Which lines in the records below contain the word "await"? Return each of them.

Segment Start: DATASET CONTENT

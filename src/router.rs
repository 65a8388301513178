//! Radix-tree request router.
//!
//! One tree per HTTP method. O(path-length) lookup. Each leaf holds a fully
//! assembled route pipeline, so dispatch is a tree walk plus one call.

use std::collections::HashMap;
use std::fmt;
use std::sync::Arc;

use bytes::Bytes;
use http::{Method, StatusCode};
use http_body_util::BodyExt as _;
use hyper::body::Body;
use matchit::Router as MatchitRouter;

use crate::chunked::ChunkedArrayEmitter;
use crate::error::Error;
use crate::handler::Endpoint;
use crate::request::Request;
use crate::response::Response;
use crate::route::Route;

/// Which listener a route is served on.
#[derive(Clone, Copy, Debug, Default, Eq, Hash, PartialEq)]
pub enum Visibility {
    /// Served on the public interface.
    #[default]
    Public,
    /// Served only on the loopback management listener.
    Private,
}

impl fmt::Display for Visibility {
    fn fmt(&self, f: &mut fmt::Formatter<'_>) -> fmt::Result {
        f.write_str(match self {
            Self::Public => "public",
            Self::Private => "private",
        })
    }
}

/// Something routes can be registered on: a single [`Router`], or a
/// [`Surface`](crate::Surface) that picks a router by visibility.
pub trait RouteRegistrar {
    fn register(&mut self, route: Route) -> Result<(), Error>;
}

/// A route table.
///
/// Build it once at startup. Long array replies from every route registered
/// here are chunked by the router's [`ChunkedArrayEmitter`].
pub struct Router {
    routes: HashMap<Method, MatchitRouter<Endpoint>>,
    emitter: ChunkedArrayEmitter,
}

impl Router {
    pub fn new() -> Self {
        Self::with_emitter(ChunkedArrayEmitter::default())
    }

    pub fn with_emitter(emitter: ChunkedArrayEmitter) -> Self {
        Self { routes: HashMap::new(), emitter }
    }

    pub fn emitter(&self) -> ChunkedArrayEmitter {
        self.emitter
    }

    /// Registers a route. Returns `self` for chaining.
    ///
    /// ```rust
    /// # use berth::{Context, HttpError, Route, Router};
    /// # async fn get_user(_: Context) -> Result<(), HttpError> { Ok(()) }
    /// # async fn add_user(_: Context) -> Result<(), HttpError> { Ok(()) }
    /// let router = Router::new()
    ///     .route(Route::read("/users", get_user))?
    ///     .route(Route::create("/users", add_user))?;
    /// # Ok::<(), berth::Error>(())
    /// ```
    pub fn route(mut self, route: Route) -> Result<Self, Error> {
        self.add(route)?;
        Ok(self)
    }

    /// Registers a route in place. A path clash is an error, not a panic.
    pub fn add(&mut self, route: Route) -> Result<(), Error> {
        let method = route.verb().method();
        let pattern = route.pattern();
        let verb = route.verb();
        let endpoint = route.into_endpoint(self.emitter);
        self.insert(method.clone(), &pattern, endpoint)?;
        crate::startup!(method = %method, path = %pattern, %verb, "route registered");
        Ok(())
    }

    pub(crate) fn insert(&mut self, method: Method, path: &str, endpoint: Endpoint) -> Result<(), Error> {
        self.routes
            .entry(method)
            .or_default()
            .insert(path, endpoint)
            .map_err(|e| Error::InvalidRoute { path: path.to_owned(), reason: e.to_string() })
    }

    pub(crate) fn lookup(&self, method: &Method, path: &str) -> Option<(Endpoint, HashMap<String, String>)> {
        let tree = self.routes.get(method)?;
        let matched = tree.at(path).ok()?;
        let endpoint = Arc::clone(matched.value);
        let params = matched.params.iter()
            .map(|(k, v)| (k.to_owned(), v.to_owned()))
            .collect();
        Some((endpoint, params))
    }

    /// Routes one request and produces one response. Unknown paths are `404`;
    /// a body that fails to arrive is `400`.
    pub async fn dispatch<B>(&self, req: http::Request<B>) -> Response
    where
        B: Body<Data = Bytes>,
        B::Error: fmt::Display,
    {
        let (parts, body) = req.into_parts();
        let Some((endpoint, params)) = self.lookup(&parts.method, parts.uri.path()) else {
            tracing::debug!(method = %parts.method, path = parts.uri.path(), "no route");
            return Response::status(StatusCode::NOT_FOUND);
        };

        let body = match body.collect().await {
            Ok(collected) => collected.to_bytes(),
            Err(e) => {
                tracing::debug!(error = %e, "failed to read request body");
                return Response::status(StatusCode::BAD_REQUEST);
            }
        };

        endpoint(Request::new(parts.method, parts.uri, parts.headers, body, params)).await
    }
}

impl RouteRegistrar for Router {
    fn register(&mut self, route: Route) -> Result<(), Error> {
        self.add(route)
    }
}

impl Default for Router {
    fn default() -> Self { Self::new() }
}

#[cfg(test)]
mod tests {
    use super::*;
    use crate::{Context, HttpError};
    use http_body_util::Full;

    async fn echo_id(ctx: Context) -> Result<String, HttpError> {
        Ok(ctx.id().unwrap_or_default().to_owned())
    }

    fn get(path: &str) -> http::Request<Full<Bytes>> {
        http::Request::get(path).body(Full::new(Bytes::new())).unwrap()
    }

    #[test]
    fn duplicate_routes_are_rejected() {
        let mut router = Router::new();
        router.add(Route::read("/users", echo_id)).unwrap();
        let err = router.add(Route::read("/users/", echo_id)).unwrap_err();
        assert!(matches!(err, Error::InvalidRoute { ref path, .. } if path == "/users/{id}"));
    }

    #[test]
    fn same_path_different_methods() {
        let router = Router::new()
            .route(Route::read("/users", echo_id)).unwrap()
            .route(Route::update("/users", echo_id)).unwrap()
            .route(Route::delete("/users", echo_id)).unwrap();
        assert!(router.lookup(&Method::GET, "/users/1").is_some());
        assert!(router.lookup(&Method::PUT, "/users/1").is_some());
        assert!(router.lookup(&Method::DELETE, "/users/1").is_some());
        assert!(router.lookup(&Method::POST, "/users/1").is_none());
    }

    #[test]
    fn params_are_extracted() {
        let router = Router::new().route(Route::read("/orgs/{org}/users", echo_id)).unwrap();
        let (_, params) = router.lookup(&Method::GET, "/orgs/acme/users/7").unwrap();
        assert_eq!(params["org"], "acme");
        assert_eq!(params["id"], "7");
    }

    #[tokio::test]
    async fn unknown_path_is_404() {
        let router = Router::new();
        assert_eq!(router.dispatch(get("/nothing")).await.status_code(), StatusCode::NOT_FOUND);
    }

    #[tokio::test]
    async fn dispatch_reaches_handler() {
        let router = Router::new().route(Route::simple_read("/users", echo_id)).unwrap();
        let res = router.dispatch(get("/users/42")).await;
        assert_eq!(res.status_code(), StatusCode::OK);
        let body = res.into_inner().into_body().collect().await.unwrap().to_bytes();
        assert_eq!(&body[..], b"\"42\"");
    }
}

Segment End: DATASET CONTENT

[RESPONSE TO THIS TASK]:
        let body = match body.collect().await {
        endpoint(Request::new(parts.method, parts.uri, parts.headers, body, params)).await
        assert_eq!(router.dispatch(get("/nothing")).await.status_code(), StatusCode::NOT_FOUND);
        let res = router.dispatch(get("/users/42")).await;
        let body = res.into_inner().into_body().collect().await.unwrap().to_bytes();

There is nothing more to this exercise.